I've been putting of the dentist for years. Too many years, it seems, because I have quite a few cavities. Many people I've spoken with recently say that going to the dentist is torture, and I would agree, but I very much want to challenge these people get their cavities filled with a migraine. My dentist had to stop after one filling because my shaking and crying was making it difficult for her to work. For the record, I would have withstood at least one more, but I can't help my body's reaction to extreme pain. I was recommended to sedation dentistry, but I don't know how much that costs, or if denti-cal will cover it. I believe firmly that they should, but what's right and what's covered aren't at all the same things.
The dentist could have done a few things to improve my experience. I told them I was nervous because I had a migraine and that I was somewhat needle-phobic. I asked the doctor to warn me before she stuck me. She didn't. Instead, she told me to close my eyes, then poked me repeatedly while grabbing my cheek hard and speaking to me in a soft, gentle voice. That last part was fine, actually, but without any warning, I couldn't help but feel frightened by the surprise needle in my mouth. Despite my best efforts at remaining calm, I could only take four stabs before I started panicking.
If she had warned me before starting, or counted down the number and the durations of each stick, I honestly think I could have dealt with it easily by breathing and forcing my muscles to relax. This has worked pretty well for me in the past, and as long as I felt I could trust the person doing this awful thing to me (ie blood draws, pap smears, vaccinations) I would get through it with minimal tears and we'd all part friends. But by ignoring my simple requests, she obliterated any natural trust I might have had; and even after my initial, very evident panic, she totally dismissed my repeated pleas for warning of what she was going to do in my mouth. She insisted it would make me MORE fearful, and I would tense up MORE at her warnings. I couldn't get her to listen. She made it clear I couldn't trust her, and I couldn't relax.
She came back a while later, after the novocaine had kicked in, and started work. As I already mentioned, there was shaking and crying. I don't know if I can explain what it feels like to have a drill grinding in my tooth with a migraine. The dentist tried to stop early on, said we should reschedule for when I don't have a migraine. With tears streaming down my face, I sobbed that I ALWAYS have a migraine, it would never go away, and if she could do the work, I could take it. Then I put my head back and opened my mouth, ready for the torture. She finished the one cavity she'd started, then disappeared into another part of the building, probably to drink herself into a stupor.

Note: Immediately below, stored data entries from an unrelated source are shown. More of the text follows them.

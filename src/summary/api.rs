use std::sync::Arc;

use axum::{
    Json, Router,
    extract::{Path, State, rejection::JsonRejection},
    http::StatusCode,
    response::{IntoResponse, Response},
    routing::{get, post},
};
use serde::{Deserialize, Serialize};
use tracing::{debug, error};

use super::models::{Document, SummaryProgress, SummaryResult, SummaryStatus};
use super::runner::JobRunner;

pub const NOT_FOUND_MESSAGE: &str = "Summary request not found";

// ── Shared application state ──────────────────────────────────────────

pub struct AppState {
    pub runner: JobRunner,
}

pub type SharedState = Arc<AppState>;

// ── Request / response payload types ──────────────────────────────────

#[derive(Debug, Deserialize)]
pub struct CreateSummaryRequest {
    pub documents: Vec<Document>,
}

#[derive(Debug, Serialize, Deserialize)]
pub struct CreateSummaryResponse {
    pub request_id: String,
    pub status: SummaryStatus,
    pub message: String,
}

#[derive(Debug, Serialize, Deserialize)]
pub struct ProgressResponse {
    pub request_id: String,
    pub status: SummaryStatus,
    pub current_document_index: usize,
    pub total_documents: usize,
    pub current_summary: String,
}

impl From<SummaryProgress> for ProgressResponse {
    fn from(progress: SummaryProgress) -> Self {
        Self {
            request_id: progress.request_id,
            status: progress.status,
            current_document_index: progress.current_document_index,
            total_documents: progress.total_documents,
            current_summary: progress.current_summary,
        }
    }
}

#[derive(Debug, Serialize, Deserialize)]
pub struct SummaryResponse {
    pub request_id: String,
    pub summary: String,
    pub status: SummaryStatus,
    pub error_message: Option<String>,
}

impl From<SummaryResult> for SummaryResponse {
    fn from(result: SummaryResult) -> Self {
        Self {
            request_id: result.request_id,
            summary: result.summary,
            status: result.status,
            error_message: result.error_message,
        }
    }
}

#[derive(Debug, Serialize, Deserialize)]
pub struct HealthResponse {
    pub status: String,
    pub message: String,
}

// ── Error handling ────────────────────────────────────────────────────

#[derive(Debug)]
pub enum ApiError {
    NotFound(String),
    Validation(String),
    Internal(String),
}

impl IntoResponse for ApiError {
    fn into_response(self) -> Response {
        let (status, message) = match self {
            ApiError::NotFound(msg) => (StatusCode::NOT_FOUND, msg),
            ApiError::Validation(msg) => (StatusCode::UNPROCESSABLE_ENTITY, msg),
            ApiError::Internal(msg) => (StatusCode::INTERNAL_SERVER_ERROR, msg),
        };
        (status, Json(serde_json::json!({"error": message}))).into_response()
    }
}

// ── Router ────────────────────────────────────────────────────────────

pub fn api_router() -> Router<SharedState> {
    Router::new()
        .route("/health", get(health_check))
        .route("/summaries", post(create_summary))
        .route("/summaries/{id}/status", get(get_summary_status))
        .route("/summaries/{id}", get(get_summary))
}

// ── Handlers ──────────────────────────────────────────────────────────

async fn health_check() -> Json<HealthResponse> {
    Json(HealthResponse {
        status: "healthy".to_string(),
        message: "Service is running".to_string(),
    })
}

async fn create_summary(
    State(state): State<SharedState>,
    payload: Result<Json<CreateSummaryRequest>, JsonRejection>,
) -> Result<impl IntoResponse, ApiError> {
    let Json(req) = payload.map_err(|rejection| ApiError::Validation(rejection.body_text()))?;
    if req.documents.is_empty() {
        return Err(ApiError::Validation(
            "documents must contain at least one document".to_string(),
        ));
    }

    let submission = state.runner.submit(req.documents).await.map_err(|e| {
        error!(error = %e, "Failed to create summary request");
        ApiError::Internal(format!("Failed to create summary request: {}", e))
    })?;

    Ok((
        StatusCode::ACCEPTED,
        Json(CreateSummaryResponse {
            request_id: submission.request_id,
            status: submission.status,
            message: "Summary request created and processing started".to_string(),
        }),
    ))
}

async fn get_summary_status(
    State(state): State<SharedState>,
    Path(id): Path<String>,
) -> Result<Json<ProgressResponse>, ApiError> {
    debug!(request_id = %id, "Getting summary status");
    let progress = state.runner.get_status(&id).await.map_err(|e| {
        error!(request_id = %id, error = %e, "Failed to get summary status");
        ApiError::Internal(format!("Failed to get summary status: {}", e))
    })?;
    match progress {
        Some(progress) => Ok(Json(progress.into())),
        None => Err(ApiError::NotFound(NOT_FOUND_MESSAGE.to_string())),
    }
}

async fn get_summary(
    State(state): State<SharedState>,
    Path(id): Path<String>,
) -> Result<Json<SummaryResponse>, ApiError> {
    debug!(request_id = %id, "Getting summary result");
    let result = state.runner.get_result(&id).await.map_err(|e| {
        error!(request_id = %id, error = %e, "Failed to get summary result");
        ApiError::Internal(format!("Failed to get summary: {}", e))
    })?;
    match result {
        Some(result) => Ok(Json(result.into())),
        None => Err(ApiError::NotFound(NOT_FOUND_MESSAGE.to_string())),
    }
}

#[cfg(test)]
mod tests {
    use super::*;
    use std::time::Duration;

    use async_trait::async_trait;
    use axum::body::Body;
    use axum::http::Request;
    use http_body_util::BodyExt;
    use tower::ServiceExt;

    use crate::errors::StoreError;
    use crate::summary::orchestrator::test_support::{ScriptedSummarizer, StalledSummarizer};
    use crate::summary::store::{InMemoryStore, SummaryStore};
    use crate::summary::summarizer::Summarizer;

    fn test_state(summarizer: Arc<dyn Summarizer>) -> SharedState {
        Arc::new(AppState {
            runner: JobRunner::new(summarizer, Arc::new(InMemoryStore::new())),
        })
    }

    fn test_app(state: SharedState) -> Router {
        api_router().with_state(state)
    }

    async fn body_json<T: serde::de::DeserializeOwned>(body: Body) -> T {
        let bytes = body.collect().await.unwrap().to_bytes();
        serde_json::from_slice(&bytes).unwrap()
    }

    fn get(uri: &str) -> Request<Body> {
        Request::builder()
            .method("GET")
            .uri(uri)
            .body(Body::empty())
            .unwrap()
    }

    fn post_json(uri: &str, body: serde_json::Value) -> Request<Body> {
        Request::builder()
            .method("POST")
            .uri(uri)
            .header("content-type", "application/json")
            .body(Body::from(body.to_string()))
            .unwrap()
    }

    #[tokio::test]
    async fn test_health_check() {
        let app = test_app(test_state(Arc::new(ScriptedSummarizer::new())));

        let response = app.oneshot(get("/health")).await.unwrap();
        assert_eq!(response.status(), StatusCode::OK);

        let health: HealthResponse = body_json(response.into_body()).await;
        assert_eq!(health.status, "healthy");
        assert_eq!(health.message, "Service is running");
    }

    #[tokio::test]
    async fn test_create_summary_returns_accepted() {
        let state = test_state(Arc::new(StalledSummarizer));
        let app = test_app(state.clone());

        let body = serde_json::json!({
            "documents": [
                {"content": "# One", "title": "First"},
                {"content": "# Two", "metadata": {"source": "wiki"}}
            ]
        });
        let response = app.oneshot(post_json("/summaries", body)).await.unwrap();
        assert_eq!(response.status(), StatusCode::ACCEPTED);

        let created: CreateSummaryResponse = body_json(response.into_body()).await;
        assert_eq!(created.status, SummaryStatus::Pending);
        assert!(!created.message.is_empty());

        let progress = state.runner.get_status(&created.request_id).await.unwrap().unwrap();
        assert_eq!(progress.total_documents, 2);
    }

    #[tokio::test]
    async fn test_create_summary_rejects_empty_documents() {
        let app = test_app(test_state(Arc::new(ScriptedSummarizer::new())));

        let response = app
            .oneshot(post_json("/summaries", serde_json::json!({"documents": []})))
            .await
            .unwrap();
        assert_eq!(response.status(), StatusCode::UNPROCESSABLE_ENTITY);

        let body: serde_json::Value = body_json(response.into_body()).await;
        assert!(body["error"].as_str().unwrap().contains("at least one"));
    }

    #[tokio::test]
    async fn test_create_summary_rejects_malformed_body() {
        let app = test_app(test_state(Arc::new(ScriptedSummarizer::new())));

        let response = app
            .oneshot(post_json(
                "/summaries",
                serde_json::json!({"documents": [{"title": "no content"}]}),
            ))
            .await
            .unwrap();
        assert_eq!(response.status(), StatusCode::UNPROCESSABLE_ENTITY);

        let body: serde_json::Value = body_json(response.into_body()).await;
        assert!(body["error"].is_string());
    }

    #[tokio::test]
    async fn test_unknown_id_is_not_found() {
        let state = test_state(Arc::new(ScriptedSummarizer::new()));

        for uri in ["/summaries/missing/status", "/summaries/missing"] {
            let response = test_app(state.clone()).oneshot(get(uri)).await.unwrap();
            assert_eq!(response.status(), StatusCode::NOT_FOUND);
            let body: serde_json::Value = body_json(response.into_body()).await;
            assert_eq!(body["error"], NOT_FOUND_MESSAGE);
        }
    }

    #[tokio::test]
    async fn test_status_and_result_after_completion() {
        let state = test_state(Arc::new(ScriptedSummarizer::new()));
        let submission = state
            .runner
            .submit_with_id("job-1", vec![Document::new("A"), Document::new("B")])
            .await
            .unwrap();
        state.runner.shutdown(Duration::from_secs(5)).await;

        let response = test_app(state.clone())
            .oneshot(get(&format!("/summaries/{}/status", submission.request_id)))
            .await
            .unwrap();
        assert_eq!(response.status(), StatusCode::OK);
        let progress: ProgressResponse = body_json(response.into_body()).await;
        assert_eq!(progress.status, SummaryStatus::Completed);
        assert_eq!(progress.current_document_index, 2);
        assert_eq!(progress.total_documents, 2);
        assert_eq!(progress.current_summary, "S2");

        let response = test_app(state.clone())
            .oneshot(get("/summaries/job-1"))
            .await
            .unwrap();
        assert_eq!(response.status(), StatusCode::OK);
        let result: SummaryResponse = body_json(response.into_body()).await;
        assert_eq!(result.summary, "S2");
        assert_eq!(result.status, SummaryStatus::Completed);
        assert!(result.error_message.is_none());
    }

    #[tokio::test]
    async fn test_result_falls_back_to_progress_while_running() {
        let state = test_state(Arc::new(StalledSummarizer));
        state
            .runner
            .submit_with_id("slow", vec![Document::new("A")])
            .await
            .unwrap();

        let response = test_app(state).oneshot(get("/summaries/slow")).await.unwrap();
        assert_eq!(response.status(), StatusCode::OK);
        let result: SummaryResponse = body_json(response.into_body()).await;
        assert!(!result.status.is_terminal());
        assert_eq!(result.summary, "");
        assert!(result.error_message.is_none());
    }

    struct BrokenStore;

    #[async_trait]
    impl SummaryStore for BrokenStore {
        async fn save_progress(&self, _: &SummaryProgress) -> Result<(), StoreError> {
            Err(StoreError::LockPoisoned)
        }
        async fn get_progress(&self, _: &str) -> Result<Option<SummaryProgress>, StoreError> {
            Err(StoreError::LockPoisoned)
        }
        async fn save_result(&self, _: &SummaryResult) -> Result<(), StoreError> {
            Err(StoreError::LockPoisoned)
        }
        async fn get_result(&self, _: &str) -> Result<Option<SummaryResult>, StoreError> {
            Err(StoreError::LockPoisoned)
        }
        async fn unfinished_requests(&self) -> Result<Vec<SummaryProgress>, StoreError> {
            Err(StoreError::LockPoisoned)
        }
    }

    #[tokio::test]
    async fn test_store_failure_is_internal_error() {
        let state = Arc::new(AppState {
            runner: JobRunner::new(Arc::new(ScriptedSummarizer::new()), Arc::new(BrokenStore)),
        });

        let response = test_app(state.clone())
            .oneshot(get("/summaries/any/status"))
            .await
            .unwrap();
        assert_eq!(response.status(), StatusCode::INTERNAL_SERVER_ERROR);
        let body: serde_json::Value = body_json(response.into_body()).await;
        assert!(body["error"].as_str().unwrap().contains("Store lock poisoned"));

        let response = test_app(state)
            .oneshot(post_json(
                "/summaries",
                serde_json::json!({"documents": [{"content": "x"}]}),
            ))
            .await
            .unwrap();
        assert_eq!(response.status(), StatusCode::INTERNAL_SERVER_ERROR);
    }
}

The poor thing had spent most of my polishing and prep telling me about how far dentistry had come, and how the needles are the worst part. I had tried to tell her that wasn't my real issue, but I don't think she was at all prepared for how intense it would get. While she worked, she tried soothing me with that soft voice again, and it was rather nice, "You're doing great, darling, we're almost done." Near the end, even softer than her other reassurances, she said once, "You are a very strong woman." At the time, if I could have laughed, I would have. I didn't feel strong, not even an iota. I was a complete wreck and wasn't aware of a thing except the impossible pain coming from my head, my boyfriend's hand in mine, and her voice. But looking back, I am a fucking badass. Who willingly lays back and allows an unpredictable stabber to inflict pain at a level beyond explanation? Me. At the time I thought the dentist was patronizing me, but in hindsight, I think she meant it.
But yeah, sedation dentistry. It's another ball of worries, but I think it's the better option for me, and for my poor dentist.